Abstract

The long noncoding RNA NR2F1-AS1 has been found to promote the development of hepatocellular carcinoma and endometrial cancer. In this study, we measured NR2F1-AS1 expression in osteosarcoma (OS), determined the involvement of NR2F1-AS1 in the malignant properties of OS, and investigated the underlying mechanisms. NR2F1-AS1 was found to be upregulated in OS tumors and cell lines. The increased NR2F1-AS1 level was closely associated with advanced clinical stage and distant metastasis in patients with OS. Patients with OS in an NR2F1-AS1 high-expression group demonstrated significantly shorter overall survival than did patients in an NR2F1-AS1 low-expression group. NR2F1-AS1 knockdown inhibited OS cell proliferation, migration, and invasion and promoted cell cycle arrest and apoptosis in vitro and slowed tumor growth in vivo.

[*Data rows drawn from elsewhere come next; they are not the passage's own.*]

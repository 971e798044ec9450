//! Position sizing from composite scores.
//!
//! A sizer turns one date's [`CompositeScore`] into signed target weights:
//! positive for long positions, negative for short ones. Each book is weighted by
//! market cap when caps are available and usable, equally otherwise.

use sagres_combine::CompositeScore;
use sagres_eval::cap_weights;
use sagres_traits::{CrossSection, DegenerateInput, Result, SagresError};

use crate::config::{LongOnlyConfig, LongShortConfig, SizingConfig};

/// Builds target positions from scores.
pub trait PositionSizer: Send + Sync {
    /// Sizer name used in logs and results.
    fn name(&self) -> &str;

    /// Signed target weights of the assets to hold.
    ///
    /// # Errors
    ///
    /// [`SagresError::InsufficientData`] when too few assets are scored to fill
    /// any book.
    fn size(&self, scores: &CompositeScore, market_caps: Option<&CrossSection>)
    -> Result<CrossSection>;
}

/// Weights of one book summing to one.
fn book_weights(
    members: &[(String, f64)],
    market_caps: Option<&CrossSection>,
    equal_weight: bool,
    context: &str,
) -> Vec<f64> {
    let caps = if equal_weight { None } else { market_caps };
    caps.and_then(|caps| {
        cap_weights(members.iter().map(|(s, _)| s.as_str()), caps).or_else(|| {
            DegenerateInput::ZeroMarketCap.report(context, "equal weights");
            None
        })
    })
    .unwrap_or_else(|| vec![1.0 / members.len() as f64; members.len()])
}

/// Holds the top-scored fraction of the universe.
#[derive(Debug, Clone, Default)]
pub struct LongOnlySizer {
    config: LongOnlyConfig,
}

impl LongOnlySizer {
    /// Create a sizer with the given configuration.
    pub const fn new(config: LongOnlyConfig) -> Self {
        Self { config }
    }

    /// Number of holdings out of `n` scored assets.
    pub fn selection_count(&self, n: usize) -> usize {
        let by_pct = (n as f64 * self.config.selection_pct).floor() as usize;
        by_pct.max(self.config.min_stocks).min(n)
    }
}

impl PositionSizer for LongOnlySizer {
    fn name(&self) -> &str {
        "long-only"
    }

    fn size(
        &self,
        scores: &CompositeScore,
        market_caps: Option<&CrossSection>,
    ) -> Result<CrossSection> {
        self.config.validate()?;
        let ranked = scores.ranked();
        let count = self.selection_count(ranked.len());
        if count == 0 {
            return Err(SagresError::insufficient("long-only sizing", 1, ranked.len()));
        }

        let selected = &ranked[..count];
        let weights = book_weights(
            selected,
            market_caps,
            self.config.equal_weight,
            &format!("long-only book on {}", scores.date),
        );
        Ok(selected
            .iter()
            .zip(weights)
            .map(|((symbol, _), w)| (symbol.clone(), w))
            .collect())
    }
}

/// Long the top of the ranking, short the bottom.
#[derive(Debug, Clone, Default)]
pub struct LongShortSizer {
    config: LongShortConfig,
}

impl LongShortSizer {
    /// Create a sizer with the given configuration.
    pub const fn new(config: LongShortConfig) -> Self {
        Self { config }
    }

    /// Long and short book sizes out of `n` scored assets.
    pub fn book_sizes(&self, n: usize) -> (usize, usize) {
        let count = |pct: f64| (n as f64 * pct).floor() as usize;
        (count(self.config.long_pct), count(self.config.short_pct))
    }
}

impl PositionSizer for LongShortSizer {
    fn name(&self) -> &str {
        "long-short"
    }

    fn size(
        &self,
        scores: &CompositeScore,
        market_caps: Option<&CrossSection>,
    ) -> Result<CrossSection> {
        self.config.validate()?;
        let ranked = scores.ranked();
        let n = ranked.len();
        let (n_long, n_short) = self.book_sizes(n);
        if n_long == 0 && n_short == 0 {
            let required = (1.0 / self.config.long_pct.max(self.config.short_pct)).ceil() as usize;
            return Err(SagresError::insufficient("long-short sizing", required, n));
        }

        let mut positions = CrossSection::new();
        if n_long > 0 {
            let longs = &ranked[..n_long];
            let weights =
                book_weights(longs, market_caps, false, &format!("long book on {}", scores.date));
            for ((symbol, _), w) in longs.iter().zip(weights) {
                positions.insert(symbol.clone(), w * self.config.long_allocation);
            }
        }
        if n_short > 0 {
            let shorts = &ranked[n - n_short..];
            let weights =
                book_weights(shorts, market_caps, false, &format!("short book on {}", scores.date));
            for ((symbol, _), w) in shorts.iter().zip(weights) {
                positions.insert(symbol.clone(), -w * self.config.short_allocation);
            }
        }
        Ok(positions)
    }
}

/// Sizer for a sizing configuration.
pub fn sizer_for(config: &SizingConfig) -> Box<dyn PositionSizer> {
    match config {
        SizingConfig::LongOnly(c) => Box::new(LongOnlySizer::new(c.clone())),
        SizingConfig::LongShort(c) => Box::new(LongShortSizer::new(c.clone())),
    }
}

#[cfg(test)]
mod tests {
    use super::*;
    use approx::assert_relative_eq;
    use sagres_traits::Date;

    fn scores(n: usize) -> CompositeScore {
        // S0 scores highest.
        CompositeScore {
            date: Date::from_ymd_opt(2024, 5, 31).unwrap(),
            symbols: (0..n).map(|i| format!("S{i}")).collect(),
            scores: (0..n).map(|i| (n - i) as f64).collect(),
        }
    }

    fn total(positions: &CrossSection, long: bool) -> f64 {
        positions
            .values()
            .into_iter()
            .filter(|w| (*w > 0.0) == long)
            .sum()
    }

    #[test]
    fn test_long_only_selection_count() {
        let sizer = LongOnlySizer::default();
        assert_eq!(sizer.selection_count(30), 15);
        assert_eq!(sizer.selection_count(6), 5);
        assert_eq!(sizer.selection_count(3), 3);
        assert_eq!(sizer.selection_count(0), 0);
    }

    #[test]
    fn test_long_only_equal_fallback() {
        let sizer = LongOnlySizer::new(LongOnlyConfig {
            selection_pct: 0.5,
            min_stocks: 2,
            equal_weight: false,
        });
        let positions = sizer.size(&scores(6), None).unwrap();
        assert_eq!(positions.symbols().collect::<Vec<_>>(), vec!["S0", "S1", "S2"]);
        for w in positions.values() {
            assert_relative_eq!(w, 1.0 / 3.0, epsilon = 1e-12);
        }
    }

    #[test]
    fn test_long_only_cap_weighted() {
        let caps: CrossSection = [("S0", 300.0), ("S1", 100.0), ("S2", f64::NAN)].into_iter().collect();
        let sizer = LongOnlySizer::new(LongOnlyConfig {
            selection_pct: 0.5,
            min_stocks: 1,
            equal_weight: false,
        });
        let positions = sizer.size(&scores(6), Some(&caps)).unwrap();
        assert_relative_eq!(positions.get("S0").unwrap(), 0.75, epsilon = 1e-12);
        assert_relative_eq!(positions.get("S1").unwrap(), 0.25, epsilon = 1e-12);
        assert_eq!(positions.get("S2"), Some(0.0));

        let equal = LongOnlySizer::new(LongOnlyConfig {
            selection_pct: 0.5,
            min_stocks: 1,
            equal_weight: true,
        });
        let positions = equal.size(&scores(6), Some(&caps)).unwrap();
        assert_relative_eq!(positions.get("S0").unwrap(), 1.0 / 3.0, epsilon = 1e-12);
    }

    #[test]
    fn test_long_only_empty_scores() {
        let sizer = LongOnlySizer::default();
        assert!(matches!(
            sizer.size(&scores(0), None),
            Err(SagresError::InsufficientData { .. })
        ));
    }

    #[test]
    fn test_long_short_books() {
        let sizer = LongShortSizer::default();
        assert_eq!(sizer.book_sizes(10), (4, 2));

        let positions = sizer.size(&scores(10), None).unwrap();
        assert_eq!(positions.len(), 6);
        assert_relative_eq!(total(&positions, true), 0.8, epsilon = 1e-12);
        assert_relative_eq!(total(&positions, false), -0.5, epsilon = 1e-12);
        assert!(positions.get("S0").unwrap() > 0.0);
        assert!(positions.get("S9").unwrap() < 0.0);
        assert_eq!(positions.get("S5"), None);
    }

    #[test]
    fn test_long_short_too_few_assets() {
        let sizer = LongShortSizer::default();
        assert!(matches!(
            sizer.size(&scores(2), None),
            Err(SagresError::InsufficientData { required: 3, actual: 2, .. })
        ));
    }

    #[test]
    fn test_sizer_for() {
        assert_eq!(sizer_for(&SizingConfig::default()).name(), "long-only");
        let long_short = SizingConfig::LongShort(LongShortConfig::default());
        assert_eq!(sizer_for(&long_short).name(), "long-short");
    }
}
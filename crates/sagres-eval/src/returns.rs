//! Periodic returns from price series.

use std::collections::BTreeMap;

use sagres_traits::{DegenerateInput, PriceSeries, Result, SagresError, Symbol, TimeSeries};
use tracing::{debug, warn};

/// Simple percentage returns of the adjusted close.
///
/// The first date has no prior period and is defined as exactly `0.0`, so the
/// output always has the same length as the input. A non-positive previous close
/// makes the return undefined; that date gets `0.0` and a degenerate-input warning.
///
/// # Errors
///
/// [`SagresError::InsufficientData`] for fewer than two prices.
///
/// # Example
///
/// ```
/// use sagres_eval::compute_returns;
/// use sagres_traits::{Date, PriceSeries};
///
/// let day = |d| Date::from_ymd_opt(2024, 1, d).unwrap();
/// let prices = PriceSeries::from_closes([(day(2), 100.0), (day(3), 102.0)]).unwrap();
/// let returns = compute_returns(&prices).unwrap();
/// assert_eq!(returns.get(&day(2)), Some(0.0));
/// ```
pub fn compute_returns(prices: &PriceSeries) -> Result<TimeSeries> {
    let bars = prices.bars();
    if bars.len() < 2 {
        return Err(SagresError::insufficient("return calculation", 2, bars.len()));
    }

    let mut returns = TimeSeries::new();
    returns.insert(bars[0].date, 0.0);

    for pair in bars.windows(2) {
        let (prev, curr) = (&pair[0], &pair[1]);
        let ret = if prev.adjusted_close > 0.0 {
            curr.adjusted_close / prev.adjusted_close - 1.0
        } else {
            DegenerateInput::NonPositivePrice.report(&format!("return on {}", curr.date), "0.0");
            0.0
        };
        returns.insert(curr.date, ret);
    }

    Ok(returns)
}

/// Applies [`compute_returns`] to every asset.
///
/// Assets with fewer than two prices are skipped with a warning; the remaining
/// assets are still returned.
///
/// # Errors
///
/// [`SagresError::InsufficientData`] when no asset has a usable series.
pub fn compute_returns_by_asset(
    prices: &BTreeMap<Symbol, PriceSeries>,
) -> Result<BTreeMap<Symbol, TimeSeries>> {
    let mut out = BTreeMap::new();
    for (symbol, series) in prices {
        match compute_returns(series) {
            Ok(returns) => {
                out.insert(symbol.clone(), returns);
            }
            Err(e) => warn!(%symbol, error = %e, "skipping asset"),
        }
    }

    if out.is_empty() {
        return Err(SagresError::insufficient(
            "returns by asset",
            1,
            out.len(),
        ));
    }
    debug!(assets = out.len(), "computed returns");
    Ok(out)
}
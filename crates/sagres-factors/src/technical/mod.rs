//! Technical indicators computed from adjusted closes.

mod rate_of_change;
mod rsi;

pub use rate_of_change::{RateOfChange, RateOfChangeConfig};
pub use rsi::{Rsi, RsiConfig};
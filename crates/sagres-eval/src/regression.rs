//! Per-asset OLS significance test against the factor spread.

use std::collections::BTreeMap;

use ndarray::Array1;
use rayon::prelude::*;
use sagres_traits::{DegenerateInput, Symbol, TimeSeries};
use serde::{Deserialize, Serialize};
use statrs::distribution::{ContinuousCDF, StudentsT};
use tracing::{debug, info};

/// Minimum number of aligned observations for a regression to be reported.
pub const MIN_REGRESSION_OBS: usize = 30;

/// Two-sided confidence level of the slope interval.
pub const CONFIDENCE_LEVEL: f64 = 0.95;

/// Result of regressing an asset's returns on `[1, spread]`.
#[derive(Debug, Clone, Copy, PartialEq, Serialize, Deserialize)]
pub struct RegressionResult {
    /// Intercept
    pub alpha: f64,
    /// Slope on the spread return
    pub beta: f64,
    /// t-statistic of the slope
    pub t_stat: f64,
    /// Two-sided p-value of the slope
    pub p_value: f64,
    /// Coefficient of determination
    pub r_squared: f64,
    /// Lower bound of the 95% slope interval
    pub conf_int_lower: f64,
    /// Upper bound of the 95% slope interval
    pub conf_int_upper: f64,
    /// Number of aligned observations
    pub n_obs: usize,
}

/// Closed-form OLS of `y` on an intercept and `x`.
///
/// Inference uses a Student-t distribution with `n - 2` degrees of freedom.
/// Returns `None` when the slope is not identifiable: fewer than three points,
/// mismatched lengths, or a constant regressor.
pub fn ols(y: &Array1<f64>, x: &Array1<f64>) -> Option<RegressionResult> {
    let n = y.len();
    if n < 3 || x.len() != n {
        return None;
    }

    let x_mean = x.mean()?;
    let y_mean = y.mean()?;
    let x_dev = x - x_mean;
    let y_dev = y - y_mean;

    let sxx = x_dev.dot(&x_dev);
    if !(sxx.is_finite() && sxx > 0.0) {
        return None;
    }
    let sxy = x_dev.dot(&y_dev);
    let sst = y_dev.dot(&y_dev);

    let beta = sxy / sxx;
    let alpha = y_mean - beta * x_mean;

    let residuals = y - &(x * beta) - alpha;
    let sse = residuals.dot(&residuals);
    let r_squared = if sst > 0.0 { 1.0 - sse / sst } else { 0.0 };

    let dof = (n - 2) as f64;
    let se_beta = (sse / dof / sxx).sqrt();
    let dist = StudentsT::new(0.0, 1.0, dof).ok()?;

    let t_stat = if se_beta > 0.0 {
        beta / se_beta
    } else if beta == 0.0 {
        0.0
    } else {
        f64::INFINITY.copysign(beta)
    };
    let p_value = if t_stat.is_finite() {
        (2.0 * dist.sf(t_stat.abs())).min(1.0)
    } else {
        0.0
    };

    let t_crit = dist.inverse_cdf(1.0 - (1.0 - CONFIDENCE_LEVEL) / 2.0);
    let margin = t_crit * se_beta;

    Some(RegressionResult {
        alpha,
        beta,
        t_stat,
        p_value,
        r_squared,
        conf_int_lower: beta - margin,
        conf_int_upper: beta + margin,
        n_obs: n,
    })
}

/// Regresses every asset's returns on the spread series.
///
/// Each asset is aligned with the spread on the intersection of their dates.
/// Assets with fewer than [`MIN_REGRESSION_OBS`] aligned points are absent from
/// the output, as are assets for which the spread is constant over the aligned
/// window. Assets are processed in parallel.
pub fn test_factor(
    returns: &BTreeMap<Symbol, TimeSeries>,
    spread: &TimeSeries,
) -> BTreeMap<Symbol, RegressionResult> {
    let results: BTreeMap<Symbol, RegressionResult> = returns
        .par_iter()
        .filter_map(|(symbol, series)| {
            let aligned = series.intersect(spread);
            if aligned.len() < MIN_REGRESSION_OBS {
                debug!(%symbol, n = aligned.len(), "too few aligned observations");
                return None;
            }

            let y: Array1<f64> = aligned.iter().map(|(_, r, _)| *r).collect();
            let x: Array1<f64> = aligned.iter().map(|(_, _, s)| *s).collect();
            match ols(&y, &x) {
                Some(result) => Some((symbol.clone(), result)),
                None => {
                    DegenerateInput::ZeroVariance
                        .report(&format!("spread regressor for {symbol}"), "asset omitted");
                    None
                }
            }
        })
        .collect();

    info!(
        tested = results.len(),
        assets = returns.len(),
        "ran significance regressions"
    );
    results
}

#[cfg(test)]
mod tests {
    use super::*;
    use approx::assert_relative_eq;
    use rstest::rstest;
    use sagres_traits::Date;

    fn dates(n: usize) -> Vec<Date> {
        let start = Date::from_ymd_opt(2023, 1, 1).unwrap();
        (0..n)
            .map(|i| start + chrono::Duration::days(i as i64))
            .collect()
    }

    #[test]
    fn test_ols_known_values() {
        let x = Array1::from_vec(vec![1.0, 2.0, 3.0, 4.0, 5.0]);
        let y = Array1::from_vec(vec![3.1, 4.9, 7.1, 8.9, 11.0]);
        let r = ols(&y, &x).unwrap();

        assert_relative_eq!(r.beta, 1.98, epsilon = 1e-12);
        assert_relative_eq!(r.alpha, 1.06, epsilon = 1e-12);
        assert_eq!(r.n_obs, 5);
        assert!(r.r_squared > 0.99 && r.r_squared <= 1.0);
        assert!(r.t_stat > 10.0);
        assert!(r.p_value < 0.001);
        assert!(r.conf_int_lower < r.beta && r.beta < r.conf_int_upper);
        assert_relative_eq!(
            r.beta - r.conf_int_lower,
            r.conf_int_upper - r.beta,
            epsilon = 1e-12
        );
    }

    #[test]
    fn test_ols_t_stat_matches_standard_error() {
        let x = Array1::from_vec(vec![0.0, 1.0, 2.0, 3.0]);
        let y = Array1::from_vec(vec![0.0, 1.0, 1.0, 3.0]);
        let r = ols(&y, &x).unwrap();

        // sxx = 5, sxy = 4.5, beta = 0.9, alpha = -0.1
        // residuals = [0.1, 0.2, -0.7, 0.4], sse = 0.7
        let se = (0.7_f64 / 2.0 / 5.0).sqrt();
        assert_relative_eq!(r.beta, 0.9, epsilon = 1e-12);
        assert_relative_eq!(r.alpha, -0.1, epsilon = 1e-12);
        assert_relative_eq!(r.t_stat, 0.9 / se, epsilon = 1e-9);
        assert_relative_eq!(r.r_squared, 1.0 - 0.7 / 4.75, epsilon = 1e-12);
    }

    #[rstest]
    #[case::constant_regressor(vec![1.0, 1.0, 1.0, 1.0], vec![0.1, 0.2, 0.3, 0.4])]
    #[case::too_short(vec![1.0, 2.0], vec![0.1, 0.2])]
    fn test_ols_unidentifiable(#[case] x: Vec<f64>, #[case] y: Vec<f64>) {
        assert!(ols(&Array1::from_vec(y), &Array1::from_vec(x)).is_none());
    }

    #[test]
    fn test_ols_perfect_fit() {
        let x = Array1::from_vec(vec![1.0, 2.0, 3.0, 4.0]);
        let y = &x * 0.5;
        let r = ols(&y, &x).unwrap();
        assert_relative_eq!(r.beta, 0.5, epsilon = 1e-12);
        assert_relative_eq!(r.r_squared, 1.0, epsilon = 1e-12);
        assert!(r.p_value < 1e-6);
    }

    #[test]
    fn test_ols_constant_response_has_zero_r_squared() {
        let x = Array1::from_vec(vec![1.0, 2.0, 3.0, 4.0]);
        let y = Array1::from_elem(4, 0.01);
        let r = ols(&y, &x).unwrap();
        assert_eq!(r.r_squared, 0.0);
        assert_eq!(r.t_stat, 0.0);
        assert_relative_eq!(r.p_value, 1.0, epsilon = 1e-12);
    }

    #[test]
    fn test_factor_omits_short_alignment() {
        let days = dates(40);
        let spread: TimeSeries = days
            .iter()
            .enumerate()
            .map(|(i, d)| (*d, ((i * 7 % 11) as f64 - 5.0) / 100.0))
            .collect();

        let mut returns = BTreeMap::new();
        // Full overlap: 40 points.
        returns.insert(
            "LONG".to_string(),
            spread
                .iter()
                .enumerate()
                .map(|(i, (d, s))| (d, 0.001 + 1.5 * s + if i % 2 == 0 { 0.0005 } else { -0.0005 }))
                .collect::<TimeSeries>(),
        );
        // Only 29 overlapping dates.
        returns.insert(
            "SHORT".to_string(),
            spread.iter().take(29).collect::<TimeSeries>(),
        );

        let results = test_factor(&returns, &spread);
        assert!(results.contains_key("LONG"));
        assert!(!results.contains_key("SHORT"));

        let long = results["LONG"];
        assert_eq!(long.n_obs, 40);
        assert!((long.beta - 1.5).abs() < 0.05);
        assert!(long.t_stat > 1.96);
    }

    #[test]
    fn test_factor_constant_spread_is_omitted() {
        let days = dates(35);
        let spread: TimeSeries = days.iter().map(|d| (*d, 0.0)).collect();
        let mut returns = BTreeMap::new();
        returns.insert(
            "A".to_string(),
            days.iter()
                .enumerate()
                .map(|(i, d)| (*d, i as f64 / 100.0))
                .collect::<TimeSeries>(),
        );
        assert!(test_factor(&returns, &spread).is_empty());
    }
}
//! Liquidity factors computed from traded volume.

mod trading_volume;

pub use trading_volume::{TradingVolume, TradingVolumeConfig};
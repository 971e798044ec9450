//! Backtest command implementation.

use std::collections::BTreeMap;
use std::path::PathBuf;

use anyhow::{Context, Result};
use sagres::strategy::{SizingConfig, StrategyBacktest, StrategyConfig, StrategyResult};

use super::score::resolve_weights;
use super::{banner, pct, print_json};
use crate::settings::Settings;
use crate::{OutputFormat, StrategyKind, data};

#[derive(Debug, Clone)]
pub(crate) struct BacktestArgs {
    pub(crate) prices: PathBuf,
    pub(crate) factor_file: PathBuf,
    pub(crate) market_caps: Option<PathBuf>,
    pub(crate) start: String,
    pub(crate) end: String,
    pub(crate) strategy: StrategyKind,
    pub(crate) weights: Option<String>,
    pub(crate) rebalance: Option<String>,
    pub(crate) stop_loss: Option<f64>,
    pub(crate) take_profit: Option<f64>,
    pub(crate) format: OutputFormat,
}

/// Strategy configuration from settings with command-line overrides.
fn strategy_config(
    settings: &Settings,
    args: &BacktestArgs,
    factor_weights: BTreeMap<String, f64>,
) -> Result<StrategyConfig> {
    let rebalance = match &args.rebalance {
        Some(freq) => freq.parse().context("invalid --rebalance")?,
        None => settings.rebalance,
    };
    let sizing = match args.strategy {
        StrategyKind::LongOnly => SizingConfig::LongOnly(settings.long_only.clone()),
        StrategyKind::LongShort => SizingConfig::LongShort(settings.long_short.clone()),
    };
    let mut risk = settings.risk;
    if args.stop_loss.is_some() {
        risk.stop_loss = args.stop_loss;
    }
    if args.take_profit.is_some() {
        risk.take_profit = args.take_profit;
    }

    let config = StrategyConfig {
        factor_weights,
        rebalance,
        sizing,
        risk,
    };
    config.validate()?;
    Ok(config)
}

/// Run a factor strategy backtest over the given period.
pub(crate) fn run_backtest(settings: &Settings, args: &BacktestArgs) -> Result<()> {
    let start = data::parse_date(&args.start)?;
    let end = data::parse_date(&args.end)?;
    let prices = data::prices(&args.prices)?;
    let factors = data::factors(&args.factor_file)?;
    let caps = data::market_caps(args.market_caps.as_deref())?;

    let weights = resolve_weights(args.weights.as_deref(), settings, &factors)?;
    let config = strategy_config(settings, args, weights)?;
    let result = StrategyBacktest::new(config.clone())?.run(
        start,
        end,
        &prices,
        &factors,
        caps.as_ref(),
    )?;

    match args.format {
        OutputFormat::Json => print_json(&result)?,
        OutputFormat::Text => print_result(&config, &result),
    }
    Ok(())
}

fn print_result(config: &StrategyConfig, result: &StrategyResult) {
    banner("Strategy Backtest");

    println!("Strategy:   {}", result.strategy);
    println!("Period:     {} to {}", result.start, result.end);
    println!("Rebalance:  {}", config.rebalance);
    let weights: Vec<String> = config
        .factor_weights
        .iter()
        .map(|(n, w)| format!("{n}:{w}"))
        .collect();
    println!("Weights:    {}", weights.join(", "));
    println!(
        "Rebalances: {} ({} skipped)",
        result.rebalances.len(),
        result.skipped.len()
    );
    println!();

    let perf = &result.performance;
    let m = &perf.metrics;
    println!("Performance");
    println!("{}", "-".repeat(60));
    println!("  Trading days:      {}", perf.n_periods);
    println!("  Total return:      {}", pct(perf.total_return));
    println!("  Annualized return: {}", pct(m.annualized_return));
    println!("  Annualized vol:    {}", pct(m.annualized_volatility));
    println!("  Sharpe ratio:      {:.2}", m.sharpe_ratio);
    println!("  Max drawdown:      {}", pct(m.max_drawdown));
    println!("  Win rate:          {:.1}%", perf.win_rate * 100.0);
    println!();

    if !result.exits.is_empty() {
        println!("Risk exits");
        println!("{}", "-".repeat(60));
        for exit in &result.exits {
            println!(
                "  {} {:10} {:12} {}",
                exit.date,
                exit.symbol,
                exit.kind.to_string(),
                pct(exit.price_return)
            );
        }
        println!();
    }

    if let Some(last) = result.rebalances.last() {
        println!("Positions from {}", last.date);
        println!("{}", "-".repeat(60));
        let mut positions: Vec<(&str, f64)> = last.positions.iter().collect();
        positions.sort_by(|a, b| b.1.total_cmp(&a.1));
        for (symbol, weight) in positions {
            println!("  {:10} {:>9}", symbol, pct(weight));
        }
        println!();
    }

    for skip in &result.skipped {
        println!("Skipped {}: {}", skip.date, skip.reason);
    }
}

NR2F1-AS1 was found to function as a competing endogenous RNA by directly sponging microRNA-483-3p (miR-483-3p) and upregulating its target oncogene forkhead box A1 (FOXA1). Finally, rescue experiments revealed that knockdown of miR-483-3p and recovery of FOXA1 expression both attenuated the influence of the NR2F1-AS1 knockdown on OS cells. Thus, NR2F1-AS1 plays an oncogenic role in OS through sponging miR-483-3p and thereby upregulating FOXA1, suggesting an additional target for osteosarcoma therapeutics.